Supplementary Appendix 2: Treatment and assessment of missing data

Contents

Statistical methods and notes

Two types of incomplete data

Correction for selection bias of longitudinal cohort

Correction for bias due to loss to follow-up among longitudinal cohort

Sensitivity analysis

Impact of missing data on logistic regression models

Results

Patient flow

Inverse probability weighting so longitudinal cohort reflects unselected hospital cohort

Multiple Imputation

Sensitivity analysis of primary outcomes

Conclusion

Figures

Figure 1a—Patient Flow Diagram (Chart abstraction and patient recruitment)

Figure 1b—Patient Flow Diagram (Patient follow up)

Figure 2: Non-linear but monotonic association between days in hospital and probably of being in longitudinal cohort (knots placed at 2, 7 and 14 days)
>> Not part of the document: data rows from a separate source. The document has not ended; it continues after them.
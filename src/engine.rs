//! Carbon-Aware Engine - Compile, select, execute, measure, record
//!
//! The engine owns its collaborators and is the only component that talks
//! to the carbon source, the database backend and the metrics sink.
//!
//! Degradations, each logged and never surfaced as an error:
//! - no current carbon reading: the configured fallback intensity is used
//! - no forecast: the selector falls back to a fixed deferral
//! - no hardware counter: energy is estimated from CPU utilisation, or
//!   zero when the process table is unreadable
//! - metrics sink failure: the record is dropped
//!
//! Backend failures propagate to the caller.

use crate::carbon::reading::CarbonReading;
use crate::carbon::source::CarbonIntensitySource;
use crate::compiler::{ExecutionStrategy, ExecutionVariant, StrategyTable, VariantCompiler};
use crate::config::EngineConfig;
use crate::error::Result;
use crate::execution::{ExecutionBackend, QueryRows, SqliteBackend};
use crate::metrics::{MetricRecord, MetricsSink};
use crate::profiler::{AggregateEnergyMeasurement, EnergyMeasurement, EnergyProfiler};
use crate::selector::{CarbonAwareSelector, SelectionDecision, Urgency};
use serde::{Deserialize, Serialize};
use std::collections::HashMap;
use std::sync::Arc;
use tracing::{info, warn};

/// Result of `execute`. Rows and measurement are absent when deferred.
#[derive(Debug, Clone, Serialize, Deserialize)]
pub struct ExecutionOutcome {
    pub rows: Option<QueryRows>,
    pub measurement: Option<EnergyMeasurement>,
    pub decision: SelectionDecision,

    /// Reading the decision was made against
    pub carbon: CarbonReading,
}

impl ExecutionOutcome {
    pub fn was_deferred(&self) -> bool {
        self.decision.should_defer
    }

    /// Measured emissions of the run, if it ran
    pub fn carbon_grams(&self) -> Option<f64> {
        self.measurement
            .as_ref()
            .map(|m| m.carbon_grams(self.carbon.value_gco2_per_kwh))
    }
}

/// One strategy's run inside a comparison
#[derive(Debug, Clone, Serialize, Deserialize)]
pub struct StrategyRun {
    pub rows: QueryRows,
    pub measurement: EnergyMeasurement,
}

/// The same query run once on every tier
#[derive(Debug, Clone, Serialize, Deserialize)]
pub struct StrategyComparison {
    pub carbon: CarbonReading,
    pub runs: StrategyTable<StrategyRun>,
}

impl StrategyComparison {
    pub fn carbon_grams(&self, strategy: ExecutionStrategy) -> f64 {
        self.runs[strategy]
            .measurement
            .carbon_grams(self.carbon.value_gco2_per_kwh)
    }

    /// Strategy with the lowest measured energy; earlier tiers win ties
    pub fn most_efficient(&self) -> ExecutionStrategy {
        self.runs
            .iter()
            .fold(None, |best: Option<(ExecutionStrategy, f64)>, (strategy, run)| {
                let energy = run.measurement.energy_joules;
                match best {
                    Some((_, best_energy)) if best_energy <= energy => best,
                    _ => Some((strategy, energy)),
                }
            })
            .map(|(strategy, _)| strategy)
            .unwrap_or(ExecutionStrategy::Balanced)
    }
}

/// Repeated trials of one query on one tier
#[derive(Debug, Clone, Serialize, Deserialize)]
pub struct BenchmarkResult {
    pub strategy: ExecutionStrategy,
    pub rows: QueryRows,
    pub measurement: AggregateEnergyMeasurement,
    pub carbon: CarbonReading,
}

impl BenchmarkResult {
    /// Emissions of one average run
    pub fn carbon_grams(&self) -> f64 {
        self.measurement.mean.carbon_grams(self.carbon.value_gco2_per_kwh)
    }
}

pub struct CarbonAwareEngine {
    config: EngineConfig,
    compiler: VariantCompiler,
    selector: CarbonAwareSelector,
    profiler: EnergyProfiler,
    carbon: Arc<dyn CarbonIntensitySource>,
    backend: Arc<dyn ExecutionBackend>,
    metrics: Arc<dyn MetricsSink>,
}

impl CarbonAwareEngine {
    pub fn new(
        config: EngineConfig,
        carbon: Arc<dyn CarbonIntensitySource>,
        backend: Arc<dyn ExecutionBackend>,
        metrics: Arc<dyn MetricsSink>,
    ) -> Self {
        let compiler = match config.max_threads {
            Some(threads) => VariantCompiler::with_parallelism(threads),
            None => VariantCompiler::new(),
        };
        let selector = CarbonAwareSelector::new(config.selector_policy());

        info!(
            "CarbonAwareEngine initialized (backend={}, carbon={}, zone={})",
            backend.name(),
            carbon.name(),
            config.zone
        );

        Self {
            config,
            compiler,
            selector,
            profiler: EnergyProfiler::new(),
            carbon,
            backend,
            metrics,
        }
    }

    /// SQLite backend and carbon source built from `config`
    pub fn from_config(config: EngineConfig, metrics: Arc<dyn MetricsSink>) -> Result<Self> {
        config.validate()?;
        let carbon = config.carbon_source()?;
        let mut backend = SqliteBackend::open(config.db_path.clone());
        if let Some(init_sql) = &config.init_sql {
            backend = backend.with_init_sql(init_sql.clone());
        }
        Ok(Self::new(config, carbon, Arc::new(backend), metrics))
    }

    pub fn with_profiler(mut self, profiler: EnergyProfiler) -> Self {
        self.profiler = profiler;
        self
    }

    pub fn config(&self) -> &EngineConfig {
        &self.config
    }

    pub fn compiler(&self) -> &VariantCompiler {
        &self.compiler
    }

    pub fn selector(&self) -> &CarbonAwareSelector {
        &self.selector
    }

    /// Current grid reading, or the configured fallback when the source fails
    pub async fn current_carbon(&self) -> CarbonReading {
        match self.carbon.get_current().await {
            Ok(reading) => reading,
            Err(e) => {
                warn!(
                    "Carbon source {} unavailable, assuming {:.0} gCO2/kWh: {}",
                    self.carbon.name(),
                    self.config.fallback_carbon_intensity,
                    e
                );
                CarbonReading::fallback(self.config.fallback_carbon_intensity, self.config.zone.clone())
            }
        }
    }

    /// Run `sql` on the tier the selector picks, or return a deferral
    pub async fn execute(&self, sql: &str, urgency: Urgency) -> Result<ExecutionOutcome> {
        info!("Executing query with {} urgency", urgency);

        let variants = self.compiler.compile(sql);
        let carbon = self.current_carbon().await;
        info!(
            "Carbon intensity: {:.0} gCO2/kWh ({}, {})",
            carbon.value_gco2_per_kwh,
            carbon.band(&self.config.thresholds),
            carbon.source
        );

        let decision = self
            .selector
            .select(urgency, &carbon, |horizon| self.carbon.get_forecast(horizon), &variants)
            .await;

        if decision.should_defer {
            info!("Query deferred for {} minutes", decision.defer_minutes);
            return Ok(ExecutionOutcome {
                rows: None,
                measurement: None,
                decision,
                carbon,
            });
        }

        let mut metadata = HashMap::new();
        metadata.insert("urgency".to_string(), serde_json::Value::from(urgency.as_str()));
        metadata.insert("rule".to_string(), serde_json::Value::from(decision.rule.clone()));

        let (rows, measurement) = self
            .run_variant(sql, &decision.chosen_variant, &carbon, metadata)
            .await?;

        Ok(ExecutionOutcome {
            rows: Some(rows),
            measurement: Some(measurement),
            decision,
            carbon,
        })
    }

    /// Run `sql` once on every tier, bypassing the selector
    pub async fn compare_strategies(&self, sql: &str) -> Result<StrategyComparison> {
        info!("Comparing all strategies");

        let variants = self.compiler.compile(sql);
        let carbon = self.current_carbon().await;

        let fast = self.comparison_run(sql, &variants[ExecutionStrategy::Fast], &carbon).await?;
        let balanced = self.comparison_run(sql, &variants[ExecutionStrategy::Balanced], &carbon).await?;
        let efficient = self.comparison_run(sql, &variants[ExecutionStrategy::Efficient], &carbon).await?;

        Ok(StrategyComparison {
            carbon,
            runs: StrategyTable::from_entries([fast, balanced, efficient]),
        })
    }

    async fn comparison_run(
        &self,
        sql: &str,
        variant: &ExecutionVariant,
        carbon: &CarbonReading,
    ) -> Result<StrategyRun> {
        let mut metadata = HashMap::new();
        metadata.insert("comparison".to_string(), serde_json::Value::Bool(true));

        let (rows, measurement) = self.run_variant(sql, variant, carbon, metadata).await?;
        Ok(StrategyRun { rows, measurement })
    }

    /// Profile `sql` on one tier over repeated trials
    pub async fn benchmark(
        &self,
        sql: &str,
        strategy: ExecutionStrategy,
        iterations: usize,
    ) -> Result<BenchmarkResult> {
        let variants = self.compiler.compile(sql);
        let variant = &variants[strategy];
        let carbon = self.current_carbon().await;

        info!("Benchmarking {} over {} iterations", strategy, iterations.max(1));

        let handle = self.backend.get_handle(variant).await?;
        let effective_sql = variant.effective_sql(sql);
        let (rows, measurement) = self
            .profiler
            .profile_with_uncertainty(|| handle.run(effective_sql), iterations)
            .await?;

        let record = MetricRecord::new(sql, strategy, measurement.mean.clone(), carbon.clone())
            .with_metadata("iterations", measurement.iterations)
            .with_metadata("measured_iterations", measurement.measured_iterations)
            .with_metadata("energy_std_dev_joules", measurement.energy_std_dev_joules)
            .with_metadata("row_count", rows.row_count());
        self.record_metrics(record).await;

        Ok(BenchmarkResult {
            strategy,
            rows,
            measurement,
            carbon,
        })
    }

    async fn run_variant(
        &self,
        sql: &str,
        variant: &ExecutionVariant,
        carbon: &CarbonReading,
        metadata: HashMap<String, serde_json::Value>,
    ) -> Result<(QueryRows, EnergyMeasurement)> {
        info!("Executing with {}", variant);

        let handle = self.backend.get_handle(variant).await?;
        let effective_sql = variant.effective_sql(sql);
        let (rows, measurement) = self.profiler.profile(|| handle.run(effective_sql)).await;
        let rows = rows?;

        info!(
            "{} run: {} rows, {} ({:.6} g CO2)",
            variant.strategy,
            rows.row_count(),
            measurement,
            measurement.carbon_grams(carbon.value_gco2_per_kwh)
        );

        let mut record = MetricRecord::new(sql, variant.strategy, measurement.clone(), carbon.clone())
            .with_metadata("row_count", rows.row_count());
        record.metadata.extend(metadata);
        self.record_metrics(record).await;

        Ok((rows, measurement))
    }

    async fn record_metrics(&self, record: MetricRecord) {
        if let Err(e) = self.metrics.record(record).await {
            warn!("Failed to record execution metrics: {}", e);
        }
    }
}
Figure 3: Calibration plot of model used to calculate inverse probability weights

Figure 4: Kaplan-Meier curves with and without inverse probability weighting

Fgiure 5: Sensitivity anlaysis of physical recovery

Tables

Table 1: Baseline Characteristics of Study Patients (Completers vs. LTFU)

Table 2: Clinical outcomes (Completers vs. LTFU)

Table 3: Logistic model used to derive probability of patients being in longitudinal cohort.

Table 4: Logistic regression models predicting 12-month Physical Recovery after applying inverse probability weighting

Table 5: Logistic regression models predicting 12-month survival after applying inverse probability weighting

Table 6: Linear regression models predicting 12-month SF-36 physical function scores among survivors after applying inverse probability weighting

Table 7: Pearson correlation matrix:

Table 8: Estimates of 12 month PF recovery rate with 95% confidence intervals.

References

Statistical methods and notes

Two types of incomplete data

There are two sources of incomplete data in this study that could potentially bias estimates of the 12-month mortality and physical functioning (PF) recovery rates. Firstly, the longitudinal cohort required consent and active participation of the family members and was thus a selected group and potentially not representative of the target population of all patients at least 80 years old admitted to an ICU for at least 24 hours. For example, patients actively dying, patients in the ICU for a short period, and patients who did not have caregivers present early in their stay may have been less likely to be enrolled in the longitudinal cohort. Secondly, 17% of patients in the longitudinal cohort were lost to follow-up before the primary 12-month assessment. The survival status and PF recovery status are unknown in these patients and it is conceivable that these data are not missing at random (NMAR). We had a few mechanisms to determine mortality and once a patient was known to have died their 12-month mortality and PF recovery status were known for all future time points. For this reason, one might argue that the survival rate and PF recovery rate may be higher in the patients with missing outcome. On the other hand, among patients discharged alive from the hospital, follow-up required us to contact the patient or caregiver and it is conceivable that it was more difficult to make contact with a caregiver when the patient had died. As a result, it is uncertain as to which direction any bias, if present, is most likely to take.

The dataset is virtually complete (<0.5% missing) for baseline and hospital data on all patients in the longitudinal cohort. We have baseline and hospital information (but not follow-up outcomes) on a hospital cohort which is an unselected representative sample of our target population at the 22 participating ICUs. The hospital cohort data were collected by chart review for all consecutive patients over 80 admitted to the participating centres until enrolment was stopped at individual centres due to budgetary constraints. Enrolment in the hospital cohort was unrelated to any patient or hospital characteristics other than admission date. Therefore, we believe that the hospital cohort is a random sample of the target population of patients at least 80 years old and in the ICU for > 24 hours.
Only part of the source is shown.